Once a group of lead compounds was identified, the assay was transitioned to a more biologically relevant cell line susceptible to the compounds’ off-target effects. To gain a comprehensive understanding of the compounds’ effects in the cells, we expanded the number of biomarkers analyzed to include two from the specific pathway and two from the nonspecific pathway.

Biomarkers_target signaling cascade
Figure 3: Target signalling cascade. Upon signalling cascade activation both branches of the cascade become phosphorylated. When cells are treated with the positive control (tool compound) both branches of the cascade are inhibited preventing protein phosphorylated. The project aim is to find test compounds that selectively inhibit one branch of the cascade (proteins 1 and 2 on figure) but allow phosphorylation along the second branch (protein 3 and 4).

The tool compound causes a decrease in phospho-proteins along both branches of the signaling cascade, while the test compounds should specifically target only one branch. Cells were treated as before, but the dosing range was increased to generate more accurate IC50 curves.

This assay allowed us to confirm that our test compounds differed from the market leading drug and were specific to the signaling cascade branch of interest.

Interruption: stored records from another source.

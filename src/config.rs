//! Application configuration module
//! Handles environment variable loading, configuration validation, and application settings

use std::env;

/// Main application configuration
#[derive(Debug, Clone)]
pub struct AppConfig {
    pub server: ServerConfig,
    pub database: DatabaseConfig,
    pub paypal: PayPalConfig,
    pub logging: LoggingConfig,
}

/// Server configuration
#[derive(Debug, Clone)]
pub struct ServerConfig {
    pub host: String,
    pub port: u16,
    pub cors_allowed_origins: Vec<String>,
}

/// Database configuration
#[derive(Debug, Clone)]
pub struct DatabaseConfig {
    pub url: String,
    pub max_connections: u32,
    pub min_connections: u32,
    pub connection_timeout: u64,   // seconds
    pub idle_timeout: Option<u64>, // seconds
}

/// Payment gateway configuration
#[derive(Debug, Clone)]
pub struct PayPalConfig {
    pub client_id: String,
    pub client_secret: String,
    pub base_url: String,
    /// Webhook id issued by the gateway; verification is skipped when unset
    pub webhook_id: Option<String>,
    pub timeout_secs: u64,
    pub max_retries: u32,
    /// Subtracted from the gateway's reported token lifetime so a cached
    /// token is never used right at its expiry boundary
    pub token_safety_margin_secs: u64,
}

/// Logging configuration
#[derive(Debug, Clone)]
pub struct LoggingConfig {
    pub level: String,
    pub format: LogFormat,
}

/// Log format options
#[derive(Debug, Clone)]
pub enum LogFormat {
    Json,
    Plain,
}

impl AppConfig {
    /// Load configuration from environment variables
    pub fn from_env() -> Result<Self, ConfigError> {
        // Load .env file if it exists
        let _ = dotenv::dotenv().ok();

        Ok(AppConfig {
            server: ServerConfig::from_env()?,
            database: DatabaseConfig::from_env()?,
            paypal: PayPalConfig::from_env()?,
            logging: LoggingConfig::from_env()?,
        })
    }

    /// Validate the entire configuration
    pub fn validate(&self) -> Result<(), ConfigError> {
        self.server.validate()?;
        self.database.validate()?;
        self.paypal.validate()?;
        self.logging.validate()?;

        Ok(())
    }
}

impl ServerConfig {
    pub fn from_env() -> Result<Self, ConfigError> {
        Ok(ServerConfig {
            host: env::var("SERVER_HOST").unwrap_or_else(|_| "127.0.0.1".to_string()),
            port: env::var("SERVER_PORT")
                .unwrap_or_else(|_| "8000".to_string())
                .parse()
                .map_err(|_| ConfigError::InvalidValue("SERVER_PORT".to_string()))?,
            cors_allowed_origins: env::var("CORS_ALLOWED_ORIGINS")
                .unwrap_or_else(|_| "http://localhost,http://127.0.0.1".to_string())
                .split(',')
                .map(|s| s.trim().to_string())
                .collect(),
        })
    }

    pub fn validate(&self) -> Result<(), ConfigError> {
        if self.port == 0 {
            return Err(ConfigError::InvalidValue(
                "SERVER_PORT cannot be 0".to_string(),
            ));
        }

        if self.host.is_empty() {
            return Err(ConfigError::InvalidValue(
                "SERVER_HOST cannot be empty".to_string(),
            ));
        }

        Ok(())
    }
}

impl DatabaseConfig {
    pub fn from_env() -> Result<Self, ConfigError> {
        Ok(DatabaseConfig {
            url: env::var("DATABASE_URL")
                .map_err(|_| ConfigError::MissingVariable("DATABASE_URL".to_string()))?,
            max_connections: env::var("DB_MAX_CONNECTIONS")
                .unwrap_or_else(|_| "20".to_string())
                .parse()
                .map_err(|_| ConfigError::InvalidValue("DB_MAX_CONNECTIONS".to_string()))?,
            min_connections: env::var("DB_MIN_CONNECTIONS")
                .unwrap_or_else(|_| "5".to_string())
                .parse()
                .map_err(|_| ConfigError::InvalidValue("DB_MIN_CONNECTIONS".to_string()))?,
            connection_timeout: env::var("DB_CONNECTION_TIMEOUT")
                .unwrap_or_else(|_| "30".to_string())
                .parse()
                .map_err(|_| ConfigError::InvalidValue("DB_CONNECTION_TIMEOUT".to_string()))?,
            idle_timeout: env::var("DB_IDLE_TIMEOUT")
                .ok()
                .and_then(|val| val.parse().ok()),
        })
    }

    pub fn validate(&self) -> Result<(), ConfigError> {
        if self.url.is_empty() {
            return Err(ConfigError::InvalidValue("DATABASE_URL".to_string()));
        }

        if self.max_connections == 0 {
            return Err(ConfigError::InvalidValue("DB_MAX_CONNECTIONS".to_string()));
        }

        if self.min_connections > self.max_connections {
            return Err(ConfigError::InvalidValue(
                "DB_MIN_CONNECTIONS must be <= DB_MAX_CONNECTIONS".to_string(),
            ));
        }

        Ok(())
    }
}

impl PayPalConfig {
    pub fn from_env() -> Result<Self, ConfigError> {
        Ok(PayPalConfig {
            client_id: env::var("PAYPAL_CLIENT_ID")
                .map_err(|_| ConfigError::MissingVariable("PAYPAL_CLIENT_ID".to_string()))?,
            client_secret: env::var("PAYPAL_CLIENT_SECRET")
                .map_err(|_| ConfigError::MissingVariable("PAYPAL_CLIENT_SECRET".to_string()))?,
            base_url: env::var("PAYPAL_BASE_URL")
                .unwrap_or_else(|_| "https://api-m.sandbox.paypal.com".to_string()),
            webhook_id: env::var("PAYPAL_WEBHOOK_ID").ok().filter(|v| !v.is_empty()),
            timeout_secs: env::var("PAYPAL_TIMEOUT_SECS")
                .unwrap_or_else(|_| "30".to_string())
                .parse()
                .map_err(|_| ConfigError::InvalidValue("PAYPAL_TIMEOUT_SECS".to_string()))?,
            max_retries: env::var("PAYPAL_MAX_RETRIES")
                .unwrap_or_else(|_| "3".to_string())
                .parse()
                .map_err(|_| ConfigError::InvalidValue("PAYPAL_MAX_RETRIES".to_string()))?,
            token_safety_margin_secs: env::var("PAYPAL_TOKEN_SAFETY_MARGIN_SECS")
                .unwrap_or_else(|_| "300".to_string())
                .parse()
                .map_err(|_| {
                    ConfigError::InvalidValue("PAYPAL_TOKEN_SAFETY_MARGIN_SECS".to_string())
                })?,
        })
    }

    pub fn validate(&self) -> Result<(), ConfigError> {
        if self.client_id.is_empty() || self.client_secret.is_empty() {
            return Err(ConfigError::InvalidValue(
                "PAYPAL_CLIENT_ID and PAYPAL_CLIENT_SECRET are required".to_string(),
            ));
        }

        if !self.base_url.starts_with("http://") && !self.base_url.starts_with("https://") {
            return Err(ConfigError::InvalidValue(
                "PAYPAL_BASE_URL must be a valid URL".to_string(),
            ));
        }

        if self.timeout_secs == 0 {
            return Err(ConfigError::InvalidValue("PAYPAL_TIMEOUT_SECS".to_string()));
        }

        Ok(())
    }
}

impl LoggingConfig {
    pub fn from_env() -> Result<Self, ConfigError> {
        Ok(LoggingConfig {
            level: env::var("LOG_LEVEL").unwrap_or_else(|_| "INFO".to_string()),
            format: match env::var("LOG_FORMAT")
                .unwrap_or_else(|_| "plain".to_string())
                .as_str()
            {
                "json" => LogFormat::Json,
                _ => LogFormat::Plain,
            },
        })
    }

    pub fn validate(&self) -> Result<(), ConfigError> {
        let valid_levels = ["TRACE", "DEBUG", "INFO", "WARN", "ERROR"];
        if !valid_levels.contains(&self.level.to_uppercase().as_str()) {
            return Err(ConfigError::InvalidValue("LOG_LEVEL".to_string()));
        }

        Ok(())
    }
}

/// Configuration error types
#[derive(Debug, thiserror::Error)]
pub enum ConfigError {
    #[error("Missing environment variable: {0}")]
    MissingVariable(String),

    #[error("Invalid value for configuration: {0}")]
    InvalidValue(String),
}

#[cfg(test)]
mod tests {
    use super::*;

    #[test]
    fn test_server_config_validation() {
        let config = ServerConfig {
            host: "127.0.0.1".to_string(),
            port: 8000,
            cors_allowed_origins: vec!["http://localhost".to_string()],
        };

        assert!(config.validate().is_ok());
    }

    #[test]
    fn test_invalid_port_validation() {
        let config = ServerConfig {
            host: "127.0.0.1".to_string(),
            port: 0,
            cors_allowed_origins: vec![],
        };

        assert!(config.validate().is_err());
    }

    #[test]
    fn test_paypal_config_requires_credentials() {
        let config = PayPalConfig {
            client_id: "".to_string(),
            client_secret: "".to_string(),
            base_url: "https://api-m.sandbox.paypal.com".to_string(),
            webhook_id: None,
            timeout_secs: 30,
            max_retries: 3,
            token_safety_margin_secs: 300,
        };

        assert!(config.validate().is_err());
    }

    #[test]
    fn test_paypal_config_rejects_bad_base_url() {
        let config = PayPalConfig {
            client_id: "cid".to_string(),
            client_secret: "csec".to_string(),
            base_url: "not-a-url".to_string(),
            webhook_id: None,
            timeout_secs: 30,
            max_retries: 3,
            token_safety_margin_secs: 300,
        };

        assert!(config.validate().is_err());
    }
}
//! Payment gateway adapter
//!
//! All communication with the external payment gateway lives behind the
//! [`PaymentGateway`] trait: token acquisition, order creation/retrieval,
//! capture, refund, and webhook verification. The rest of the system never
//! sees the gateway's wire shapes, only the domain-shaped types in
//! [`types`].

pub mod error;
pub mod http;
pub mod paypal;
pub mod types;

use crate::gateway::error::GatewayResult;
use crate::gateway::types::{
    CaptureDetails, CreateOrderRequest, CreatedOrder, GatewayEvent, GatewayOrder, RefundDetails,
    WebhookHeaders, WebhookVerification,
};
use async_trait::async_trait;
use serde_json::Value as JsonValue;

#[async_trait]
pub trait PaymentGateway: Send + Sync {
    /// Create an order for the given amount; the adapter generates and
    /// attaches a fresh idempotency key, returned in the result.
    async fn create_order(&self, request: CreateOrderRequest) -> GatewayResult<CreatedOrder>;

    /// Fetch an order's live state. The gateway is authoritative; callers
    /// reconcile against this before mutating local records.
    async fn get_order(&self, order_id: &str) -> GatewayResult<GatewayOrder>;

    /// Capture an approved order into a completed transaction.
    async fn capture_order(&self, order_id: &str) -> GatewayResult<CaptureDetails>;

    /// Refund a captured transaction, fully when `amount` is `None`.
    async fn refund_capture(
        &self,
        capture_id: &str,
        amount: Option<&types::Money>,
        note: Option<&str>,
    ) -> GatewayResult<RefundDetails>;

    /// Verify a webhook delivery's signature against gateway credentials.
    async fn verify_webhook(
        &self,
        headers: &WebhookHeaders,
        payload: &JsonValue,
    ) -> GatewayResult<WebhookVerification>;

    /// Normalize a raw webhook payload into a typed event.
    fn parse_webhook_event(&self, payload: &[u8]) -> GatewayResult<GatewayEvent>;
}

#[cfg(test)]
mod tests {
    use super::*;
    use crate::gateway::types::{GatewayEventKind, GatewayOrderStatus, Money};

    struct MockGateway;

    #[async_trait]
    impl PaymentGateway for MockGateway {
        async fn create_order(&self, request: CreateOrderRequest) -> GatewayResult<CreatedOrder> {
            Ok(CreatedOrder {
                order_id: "ORDER-1".to_string(),
                status: GatewayOrderStatus::Created,
                approve_url: Some("https://example.com/approve/ORDER-1".to_string()),
                request_id: "req-1".to_string(),
                raw: serde_json::json!({"amount": request.amount}),
            })
        }

        async fn get_order(&self, order_id: &str) -> GatewayResult<GatewayOrder> {
            Ok(GatewayOrder {
                order_id: order_id.to_string(),
                status: GatewayOrderStatus::Approved,
                approve_url: None,
                capture_id: None,
                raw: serde_json::json!({}),
            })
        }

        async fn capture_order(&self, order_id: &str) -> GatewayResult<CaptureDetails> {
            Ok(CaptureDetails {
                order_id: order_id.to_string(),
                capture_id: "CAP-1".to_string(),
                amount: Money {
                    amount: "84.00".to_string(),
                    currency: "USD".to_string(),
                },
                gateway_fee: None,
                payer: None,
                raw: serde_json::json!({}),
            })
        }

        async fn refund_capture(
            &self,
            capture_id: &str,
            amount: Option<&Money>,
            _note: Option<&str>,
        ) -> GatewayResult<RefundDetails> {
            Ok(RefundDetails {
                refund_id: format!("RF-{}", capture_id),
                amount: amount.cloned(),
                raw: serde_json::json!({}),
            })
        }

        async fn verify_webhook(
            &self,
            _headers: &WebhookHeaders,
            _payload: &JsonValue,
        ) -> GatewayResult<WebhookVerification> {
            Ok(WebhookVerification::Verified)
        }

        fn parse_webhook_event(&self, payload: &[u8]) -> GatewayResult<GatewayEvent> {
            let raw: JsonValue = serde_json::from_slice(payload).unwrap_or_default();
            Ok(GatewayEvent {
                event_id: "WH-1".to_string(),
                kind: GatewayEventKind::PaymentCompleted,
                order_id: None,
                capture_id: None,
                amount: None,
                reason: None,
                raw,
            })
        }
    }

    #[tokio::test]
    async fn trait_can_be_implemented_by_mock_gateway() {
        let gateway: Box<dyn PaymentGateway> = Box::new(MockGateway);
        let created = gateway
            .create_order(CreateOrderRequest {
                amount: Money {
                    amount: "84.00".to_string(),
                    currency: "USD".to_string(),
                },
                description: Some("visa application".to_string()),
                reference: "app-1".to_string(),
            })
            .await
            .expect("order creation should succeed");
        assert_eq!(created.status, GatewayOrderStatus::Created);
        assert!(created.approve_url.is_some());

        let order = gateway
            .get_order(&created.order_id)
            .await
            .expect("order fetch should succeed");
        assert_eq!(order.status, GatewayOrderStatus::Approved);
    }
}
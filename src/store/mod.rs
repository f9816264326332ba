//! Storage layer
//!
//! Persistence sits behind the [`ApplicationStore`] and [`PaymentStore`]
//! traits with a Postgres backend for production and an in-memory backend
//! for tests. Settlement transitions go through conditional-update
//! primitives (`complete_if_open`, `fail_if_open`, `refund_if_completed`,
//! `mark_paid_if_submitted`) so that concurrent writers race safely:
//! whichever lands first wins and the other observes `None`.

pub mod memory;
pub mod postgres;

use crate::applications::types::Application;
use crate::gateway::types::PayerIdentity;
use async_trait::async_trait;
use bigdecimal::BigDecimal;
use chrono::{DateTime, Utc};
use serde::{Deserialize, Serialize};
use serde_json::Value as JsonValue;
use thiserror::Error;
use uuid::Uuid;

/// Payment lifecycle status.
///
/// `Pending` covers the window between local record creation and the
/// gateway's acknowledgement; `Failed` and `Cancelled` are reachable from
/// any open state.
#[derive(Debug, Clone, Copy, Serialize, Deserialize, PartialEq, Eq, Hash)]
#[serde(rename_all = "snake_case")]
pub enum PaymentStatus {
    Pending,
    Created,
    Approved,
    Completed,
    Refunded,
    Failed,
    Cancelled,
}

impl PaymentStatus {
    /// Open payments block creation of another order for the same
    /// application.
    pub fn is_open(&self) -> bool {
        matches!(
            self,
            PaymentStatus::Pending | PaymentStatus::Created | PaymentStatus::Approved
        )
    }

    pub fn is_terminal(&self) -> bool {
        !self.is_open()
    }

    pub fn as_str(&self) -> &'static str {
        match self {
            PaymentStatus::Pending => "pending",
            PaymentStatus::Created => "created",
            PaymentStatus::Approved => "approved",
            PaymentStatus::Completed => "completed",
            PaymentStatus::Refunded => "refunded",
            PaymentStatus::Failed => "failed",
            PaymentStatus::Cancelled => "cancelled",
        }
    }

    pub fn from_db_status(status: &str) -> Option<Self> {
        match status {
            "pending" => Some(PaymentStatus::Pending),
            "created" => Some(PaymentStatus::Created),
            "approved" => Some(PaymentStatus::Approved),
            "completed" => Some(PaymentStatus::Completed),
            "refunded" => Some(PaymentStatus::Refunded),
            "failed" => Some(PaymentStatus::Failed),
            "cancelled" => Some(PaymentStatus::Cancelled),
            _ => None,
        }
    }
}

impl std::fmt::Display for PaymentStatus {
    fn fmt(&self, f: &mut std::fmt::Formatter<'_>) -> std::fmt::Result {
        write!(f, "{}", self.as_str())
    }
}

/// One received webhook event, keyed by the gateway's event identifier
#[derive(Debug, Clone, Serialize, Deserialize, PartialEq, Eq)]
pub struct WebhookEventRecord {
    pub event_id: String,
    pub event_type: String,
    pub received_at: DateTime<Utc>,
}

/// Payment entity
#[derive(Debug, Clone, Serialize, Deserialize)]
pub struct Payment {
    pub payment_id: Uuid,
    pub application_id: String,
    /// The gateway's own order identifier, distinct from `payment_id`
    pub order_id: String,
    pub capture_id: Option<String>,
    pub status: PaymentStatus,
    pub amount: BigDecimal,
    pub currency: String,
    /// Populated only after capture
    pub payer: Option<PayerIdentity>,
    /// Ordered log of received webhook events, deduplication source
    pub webhook_events: Vec<WebhookEventRecord>,
    /// Raw gateway payloads and timestamps, kept opaquely for audit
    pub metadata: JsonValue,
    /// Pending record safe to hand back to a retrying client
    pub reusable: bool,
    pub idempotency_key: String,
    pub last_error: Option<String>,
    pub refund_amount: Option<BigDecimal>,
    pub refund_reason: Option<String>,
    pub refunded_at: Option<DateTime<Utc>>,
    pub created_at: DateTime<Utc>,
    pub updated_at: DateTime<Utc>,
}

/// Fields persisted when a capture settles a payment
#[derive(Debug, Clone)]
pub struct CaptureUpdate {
    pub capture_id: String,
    pub payer: Option<PayerIdentity>,
    pub gateway_fee: Option<BigDecimal>,
    pub raw_response: JsonValue,
}

/// Fields persisted when a refund settles
#[derive(Debug, Clone)]
pub struct RefundUpdate {
    pub refund_id: String,
    pub amount: BigDecimal,
    pub reason: Option<String>,
    pub refunded_at: DateTime<Utc>,
    pub raw_response: JsonValue,
}

/// Aggregate row for the stats endpoint
#[derive(Debug, Clone, Serialize, Deserialize)]
pub struct PaymentStatusStats {
    pub status: PaymentStatus,
    pub count: i64,
    pub total_amount: BigDecimal,
}

pub type StoreResult<T> = Result<T, StoreError>;

#[derive(Debug, Clone, Error)]
pub enum StoreError {
    #[error("{entity} '{id}' not found")]
    NotFound { entity: &'static str, id: String },

    #[error("duplicate key for {entity} '{id}'")]
    DuplicateKey { entity: &'static str, id: String },

    #[error("storage error: {message}")]
    Backend { message: String, is_retryable: bool },
}

impl StoreError {
    pub fn backend(message: impl Into<String>) -> Self {
        StoreError::Backend {
            message: message.into(),
            is_retryable: false,
        }
    }
}

impl From<StoreError> for crate::error::AppError {
    fn from(err: StoreError) -> Self {
        use crate::error::{AppError, AppErrorKind, InfrastructureError};

        let is_retryable = matches!(
            err,
            StoreError::Backend {
                is_retryable: true,
                ..
            }
        );
        AppError::new(AppErrorKind::Infrastructure(InfrastructureError::Database {
            message: err.to_string(),
            is_retryable,
        }))
    }
}

#[async_trait]
pub trait ApplicationStore: Send + Sync {
    /// Insert a new application; fails with `DuplicateKey` when the
    /// identifier is already taken.
    async fn insert_application(&self, application: &Application) -> StoreResult<Application>;

    async fn find_application(&self, application_id: &str) -> StoreResult<Option<Application>>;

    /// Replace the stored record for an existing application.
    async fn update_application(&self, application: &Application) -> StoreResult<Application>;

    /// Atomically set status to `paid` if the application is still
    /// `submitted`; returns `None` when another writer got there first or
    /// the application is in a different state.
    async fn mark_paid_if_submitted(&self, application_id: &str)
        -> StoreResult<Option<Application>>;
}

#[async_trait]
pub trait PaymentStore: Send + Sync {
    async fn insert_payment(&self, payment: &Payment) -> StoreResult<Payment>;

    async fn find_payment(&self, payment_id: Uuid) -> StoreResult<Option<Payment>>;

    /// Locate a payment by the gateway's order id or capture id.
    async fn find_payment_by_gateway_ref(&self, reference: &str)
        -> StoreResult<Option<Payment>>;

    /// The application's payment in an open state, if any.
    async fn find_open_payment(&self, application_id: &str) -> StoreResult<Option<Payment>>;

    /// Atomically transition to `Completed` if the payment is still open.
    /// Returns `None` if the payment is already settled (the caller lost
    /// the race, or the settlement happened through another path).
    async fn complete_if_open(
        &self,
        payment_id: Uuid,
        update: &CaptureUpdate,
    ) -> StoreResult<Option<Payment>>;

    /// Atomically transition to `Failed` with the error recorded, if the
    /// payment is still open.
    async fn fail_if_open(
        &self,
        payment_id: Uuid,
        error_message: &str,
    ) -> StoreResult<Option<Payment>>;

    /// Atomically transition to `Refunded` if the payment is `Completed`
    /// and carries no prior refund.
    async fn refund_if_completed(
        &self,
        payment_id: Uuid,
        update: &RefundUpdate,
    ) -> StoreResult<Option<Payment>>;

    /// Append a webhook event to the payment's log. Returns `false` when
    /// the event id was already recorded (duplicate delivery).
    async fn append_webhook_event(
        &self,
        payment_id: Uuid,
        event: &WebhookEventRecord,
    ) -> StoreResult<bool>;

    /// Aggregate counts and total amounts grouped by status.
    async fn payment_stats(&self) -> StoreResult<Vec<PaymentStatusStats>>;
}
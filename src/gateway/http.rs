use crate::gateway::error::{GatewayError, GatewayResult};
use reqwest::Client;
use serde::de::DeserializeOwned;
use serde_json::Value as JsonValue;
use std::time::Duration;
use tracing::warn;

/// Authentication attached to an outbound gateway request
pub enum RequestAuth<'a> {
    None,
    Bearer(&'a str),
    Basic { username: &'a str, password: &'a str },
}

/// Request body shapes the gateway surface needs
pub enum RequestBody<'a> {
    Empty,
    Json(&'a JsonValue),
    Form(&'a [(&'a str, &'a str)]),
}

#[derive(Clone)]
pub struct GatewayHttpClient {
    client: Client,
    timeout: Duration,
    max_retries: u32,
}

impl GatewayHttpClient {
    pub fn new(timeout: Duration, max_retries: u32) -> GatewayResult<Self> {
        let client =
            Client::builder()
                .timeout(timeout)
                .build()
                .map_err(|e| GatewayError::NetworkError {
                    message: format!("failed to initialize HTTP client: {}", e),
                })?;

        Ok(Self {
            client,
            timeout,
            max_retries,
        })
    }

    /// Issue a request and decode the JSON response, retrying with
    /// exponential backoff on 429 and server errors.
    pub async fn request_json<T: DeserializeOwned>(
        &self,
        method: reqwest::Method,
        url: &str,
        auth: RequestAuth<'_>,
        body: RequestBody<'_>,
        additional_headers: &[(&str, &str)],
    ) -> GatewayResult<T> {
        let mut last_error = None;
        for attempt in 0..=self.max_retries {
            let mut request = self.client.request(method.clone(), url);
            request = request.timeout(self.timeout);

            match &auth {
                RequestAuth::None => {}
                RequestAuth::Bearer(token) => {
                    request = request.bearer_auth(token);
                }
                RequestAuth::Basic { username, password } => {
                    request = request.basic_auth(username, Some(password));
                }
            }
            for (k, v) in additional_headers {
                request = request.header(*k, *v);
            }
            match &body {
                RequestBody::Empty => {}
                RequestBody::Json(payload) => {
                    request = request.json(payload);
                }
                RequestBody::Form(fields) => {
                    request = request.form(fields);
                }
            }

            let response = request
                .send()
                .await
                .map_err(|e| GatewayError::NetworkError {
                    message: format!("gateway request failed: {}", e),
                });

            match response {
                Ok(resp) => {
                    let status = resp.status();
                    let text = resp.text().await.unwrap_or_default();
                    if status.is_success() {
                        return serde_json::from_str::<T>(&text).map_err(|e| {
                            GatewayError::UnexpectedResponse {
                                message: format!("invalid gateway JSON response: {}", e),
                            }
                        });
                    }

                    if status.as_u16() == 401 {
                        return Err(GatewayError::AuthenticationFailed {
                            message: format!("HTTP 401: {}", text),
                        });
                    }

                    if status.as_u16() == 429 {
                        if attempt < self.max_retries {
                            tokio::time::sleep(Duration::from_secs(1 << attempt)).await;
                            continue;
                        }
                        return Err(GatewayError::RateLimitError {
                            message: "gateway rate limit exceeded".to_string(),
                            retry_after_seconds: None,
                        });
                    }

                    if status.is_server_error() && attempt < self.max_retries {
                        warn!(
                            status = %status,
                            attempt = attempt + 1,
                            "gateway server error, retrying"
                        );
                        tokio::time::sleep(Duration::from_secs(1 << attempt)).await;
                        continue;
                    }

                    return Err(classify_api_error(status.as_u16(), &text));
                }
                Err(e) => {
                    last_error = Some(e);
                    if attempt < self.max_retries {
                        tokio::time::sleep(Duration::from_secs(1 << attempt)).await;
                        continue;
                    }
                }
            }
        }

        Err(last_error.unwrap_or(GatewayError::NetworkError {
            message: "gateway request failed".to_string(),
        }))
    }
}

/// Map a non-success gateway response to a typed error, surfacing the
/// gateway's `issue` code when the error body carries one.
pub fn classify_api_error(status: u16, body: &str) -> GatewayError {
    let parsed: Option<JsonValue> = serde_json::from_str(body).ok();
    let issue = parsed
        .as_ref()
        .and_then(|v| v.get("details"))
        .and_then(|v| v.as_array())
        .and_then(|details| details.first())
        .and_then(|d| d.get("issue"))
        .and_then(|v| v.as_str())
        .map(|v| v.to_string());

    if issue.as_deref() == Some("ORDER_ALREADY_CAPTURED") {
        let order_id = parsed
            .as_ref()
            .and_then(|v| v.get("details"))
            .and_then(|v| v.as_array())
            .and_then(|details| details.first())
            .and_then(|d| d.get("field"))
            .and_then(|v| v.as_str())
            .unwrap_or("unknown")
            .to_string();
        return GatewayError::OrderAlreadyCaptured { order_id };
    }

    let message = parsed
        .as_ref()
        .and_then(|v| v.get("message"))
        .and_then(|v| v.as_str())
        .map(|m| format!("HTTP {}: {}", status, m))
        .unwrap_or_else(|| format!("HTTP {}: {}", status, body));

    GatewayError::ApiError {
        message,
        issue,
        retryable: status >= 500,
    }
}

#[cfg(test)]
mod tests {
    use super::*;

    #[test]
    fn already_captured_issue_is_detected() {
        let body = r#"{
            "name": "UNPROCESSABLE_ENTITY",
            "message": "The requested action could not be performed.",
            "details": [{"issue": "ORDER_ALREADY_CAPTURED", "field": "ORDER-9"}]
        }"#;
        let error = classify_api_error(422, body);
        assert!(matches!(error, GatewayError::OrderAlreadyCaptured { .. }));
    }

    #[test]
    fn server_errors_are_retryable() {
        let error = classify_api_error(503, "upstream unavailable");
        match error {
            GatewayError::ApiError { retryable, .. } => assert!(retryable),
            other => panic!("unexpected error: {:?}", other),
        }
    }

    #[test]
    fn client_errors_are_not_retryable() {
        let error = classify_api_error(422, r#"{"message": "bad order"}"#);
        match error {
            GatewayError::ApiError {
                retryable, message, ..
            } => {
                assert!(!retryable);
                assert!(message.contains("bad order"));
            }
            other => panic!("unexpected error: {:?}", other),
        }
    }
}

Figure 4: Concentration dependent decrease in phospho-protein 1 and 2 after 24 h treatment with test compounds or positive control. Data generated on Protein Simple JESS automated western blot. Levels of phospho-protein were normalized to total protein. The test compound and positive control both cause the complete inhibition of protein 1 phosphorylation and a partial inhibition of protein 2 phosphorylation.
Biomarkers_western blot data_test compound_2
Figure 5: Change in phospho-protein 3 and 4 levels after 24hr treatment with test compounds or positive control. Data generated on Protein Simple JESS automated western blot. Levels of phospho-protein were normalised to total protein. The positive control inhibited the level of protein 3 and 4 phosphorylation however test compound 1 did not show these inhibitory effects.

When transitioning compound screening to in vivo studies, it is crucial to ensure that the signaling pathway of interest remains active in the selected animal model. Subtle differences in gene expression and protein levels across species may impact a new drug’s potency and specificity. In our study, we screened the top three compounds in animal cell lines from four different species commonly used for initial in vivo work (mouse, rat, dog, monkey).

Our objective was to compare the potencies of the lead compounds between the human cell lines used in the initial screen and these animal cell lines. We discovered that the compounds were active in all the animal cell lines, albeit with reduced potency. This observed drop in potency between human and animal cell lines informed the dosing range to be used in the selected animal model, ensuring appropriate translation of results from in vitro to in vivo studies.

Biomarkers_results table
Figure 6: IC50 values of compound 1 vs positive control inhibiting phospho-protein 1 in a number of cell types. IC50’s were generated from dose response assay run on the JESS automated western blot. Compounds were the most potent in the biologically relevant cell line. For test compound 1 showed the greatest reduction in potency between animal cell lines and human HEK293.


We developed a biomarker screening cascade using JESS automated western blotting to rank compounds based on IC50 potency and specificity. These assays provided vital evidence that the novel compounds were specific to the signalling pathway of interest compared to the ‘on the market’ drug while retaining good levels of potency.